Liputan6.com, Jakarta - Sebanyak 3.754 narapidana dan anak binaan di Bali mendapatkan angin segar setelah menerima Remisi Umum (RU) dan Remisi Dasawarsa (RD) dalam rangka peringatan HUT ke-80 RI 2025, Minggu (17/8/2025).
Kepala Kantor Wilayah Direktorat Jenderal Pemasyarakatan (Ditjenpas) Bali, Decky Nurmansyah, menegaskan bahwa pemberian remisi diberikan sesuai aturan yang berlaku.
Advertisement
“Semua warga binaan pemasyarakatan di Bali dapat remisi, sesuai dengan masa pidana atau pidana yang dijalaninya dan sesuai dengan aturan pemerintah,” ujarnya.
Acara penyerahan remisi dipusatkan di Lapas Kelas IIA Kerobokan, Badung. Dari total jumlah tersebut, tercatat 3.199 Remisi Umum diberikan kepada narapidana, terdiri dari 3.190 orang narapidana dan 9 anak binaan.
RU terbagi menjadi dua kategori, yakni RU I yang diberikan kepada 3.040 narapidana dan RU II untuk 150 narapidana. Sementara itu, untuk wilayah luar Denpasar, penyerahan remisi dilakukan di masing-masing Unit Pelaksana Teknis (UPT) pemasyarakatan.
Selain RU, Remisi Dasawarsa (RD) juga diberikan kepada 3.370 orang, sedangkan Pengurangan Masa Pidana (PMP) Dasawarsa bagi anak binaan mencapai 16 orang.
Bentuk Penghargaan
Decky menegaskan bahwa pemberian remisi ini tidak hanya sekadar pengurangan masa pidana, tetapi juga merupakan bentuk penghargaan negara kepada warga binaan yang berperilaku baik.
“Pemberian remisi ini merupakan wujud pemenuhan hak warga binaan sekaligus bentuk apresiasi negara kepada mereka yang telah menunjukkan perilaku baik dan memenuhi syarat yang ditetapkan. Momentum kemerdekaan ini juga diharapkan dapat menumbuhkan rasa nasionalisme dan semangat kembali berkontribusi positif di tengah masyarakat,” katanya.
Dasar hukum pemberian remisi mengacu pada Keputusan Presiden Nomor 174 Tahun 1999 tentang Remisi serta Undang-Undang Pemasyarakatan Nomor 22 Tahun 2022.
Tak hanya warga binaan lokal, sebanyak 33 narapidana asing di Lapas Kelas IIA Kerobokan juga menerima remisi.

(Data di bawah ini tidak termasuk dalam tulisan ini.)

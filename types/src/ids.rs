use std::fmt;
use std::str::FromStr;

use serde::{Deserialize, Serialize};
use thiserror::Error;
use uuid::Uuid;

#[derive(Debug, Clone, PartialEq, Eq, Error)]
pub enum IdError {
    #[error("{kind} must not be empty")]
    Empty { kind: &'static str },
    #[error("{kind} exceeds {MAX_ID_LEN} bytes")]
    TooLong { kind: &'static str },
    #[error("invalid {kind} '{raw}': expected a UUID")]
    NotUuid { kind: &'static str, raw: String },
}

pub const MAX_ID_LEN: usize = 255;

/// Opaque identifiers handed to us by collaborators (filing service, identity
/// provider, form-definition taxonomy). Any non-empty string up to
/// [`MAX_ID_LEN`] bytes is accepted as is.
macro_rules! opaque_id {
    ($(#[$meta:meta])* $name:ident, $kind:literal) => {
        $(#[$meta])*
        #[derive(Debug, Clone, PartialEq, Eq, Hash, PartialOrd, Ord, Serialize, Deserialize)]
        #[serde(try_from = "String", into = "String")]
        pub struct $name(String);

        impl $name {
            pub fn new(value: impl Into<String>) -> Result<Self, IdError> {
                let value = value.into();
                if value.is_empty() {
                    return Err(IdError::Empty { kind: $kind });
                }
                if value.len() > MAX_ID_LEN {
                    return Err(IdError::TooLong { kind: $kind });
                }
                Ok(Self(value))
            }

            #[must_use]
            pub fn as_str(&self) -> &str {
                &self.0
            }
        }

        impl TryFrom<String> for $name {
            type Error = IdError;

            fn try_from(value: String) -> Result<Self, Self::Error> {
                Self::new(value)
            }
        }

        impl FromStr for $name {
            type Err = IdError;

            fn from_str(s: &str) -> Result<Self, Self::Err> {
                Self::new(s)
            }
        }

        impl From<$name> for String {
            fn from(value: $name) -> Self {
                value.0
            }
        }

        impl fmt::Display for $name {
            fn fmt(&self, f: &mut fmt::Formatter<'_>) -> fmt::Result {
                f.write_str(&self.0)
            }
        }
    };
}

opaque_id!(
    /// The filing a form belongs to. Exactly one form exists per filing.
    FilingId,
    "filing id"
);
opaque_id!(
    /// Authenticated end user, as supplied by the identity provider.
    UserId,
    "user id"
);
opaque_id!(
    /// Authenticated administrator, as supplied by the identity provider.
    AdminId,
    "admin id"
);
opaque_id!(StepId, "step id");
opaque_id!(SectionId, "section id");

macro_rules! uuid_id {
    ($(#[$meta:meta])* $name:ident, $kind:literal) => {
        $(#[$meta])*
        #[derive(Debug, Clone, Copy, PartialEq, Eq, Hash, Serialize, Deserialize)]
        #[serde(transparent)]
        pub struct $name(Uuid);

        impl $name {
            #[must_use]
            pub fn generate() -> Self {
                Self(Uuid::new_v4())
            }

            #[must_use]
            pub const fn from_uuid(id: Uuid) -> Self {
                Self(id)
            }

            #[must_use]
            pub const fn as_uuid(&self) -> &Uuid {
                &self.0
            }
        }

        impl FromStr for $name {
            type Err = IdError;

            fn from_str(s: &str) -> Result<Self, Self::Err> {
                let trimmed = s.trim();
                if trimmed.is_empty() {
                    return Err(IdError::Empty { kind: $kind });
                }
                Uuid::parse_str(trimmed)
                    .map(Self)
                    .map_err(|_err| IdError::NotUuid {
                        kind: $kind,
                        raw: trimmed.to_owned(),
                    })
            }
        }

        impl fmt::Display for $name {
            fn fmt(&self, f: &mut fmt::Formatter<'_>) -> fmt::Result {
                write!(f, "{}", self.0)
            }
        }
    };
}

uuid_id!(
    /// Primary key of a form.
    FormId,
    "form id"
);
uuid_id!(
    /// Primary key of a document binding.
    DocumentId,
    "document id"
);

Mereka berasal dari berbagai negara, antara lain India, Amerika Serikat, Rusia, Inggris, Malaysia, dan Thailand.
Pesan Gubernur Bali
Berdasarkan data Kanwil, jumlah warga binaan pemasyarakatan di Bali per 17 Agustus 2025 mencapai 4.851 orang. Dari jumlah tersebut, 1.097 merupakan tahanan dan 3.754 orang adalah narapidana.
Dalam kesempatan yang sama, Sekretaris Daerah (Sekda) Bali Dewa Made Indra juga menyampaikan pesan dari Gubernur Bali, Wayan Koster.
“Akan mengajak semua warganya taat kepada hukum, taat kepada peraturan perundang-undangan, hidup bermasyarakat yang baik, sehingga tidak terjerumus ke dalam perbuatan-perbuatan yang melanggar hukum,” ucapnya.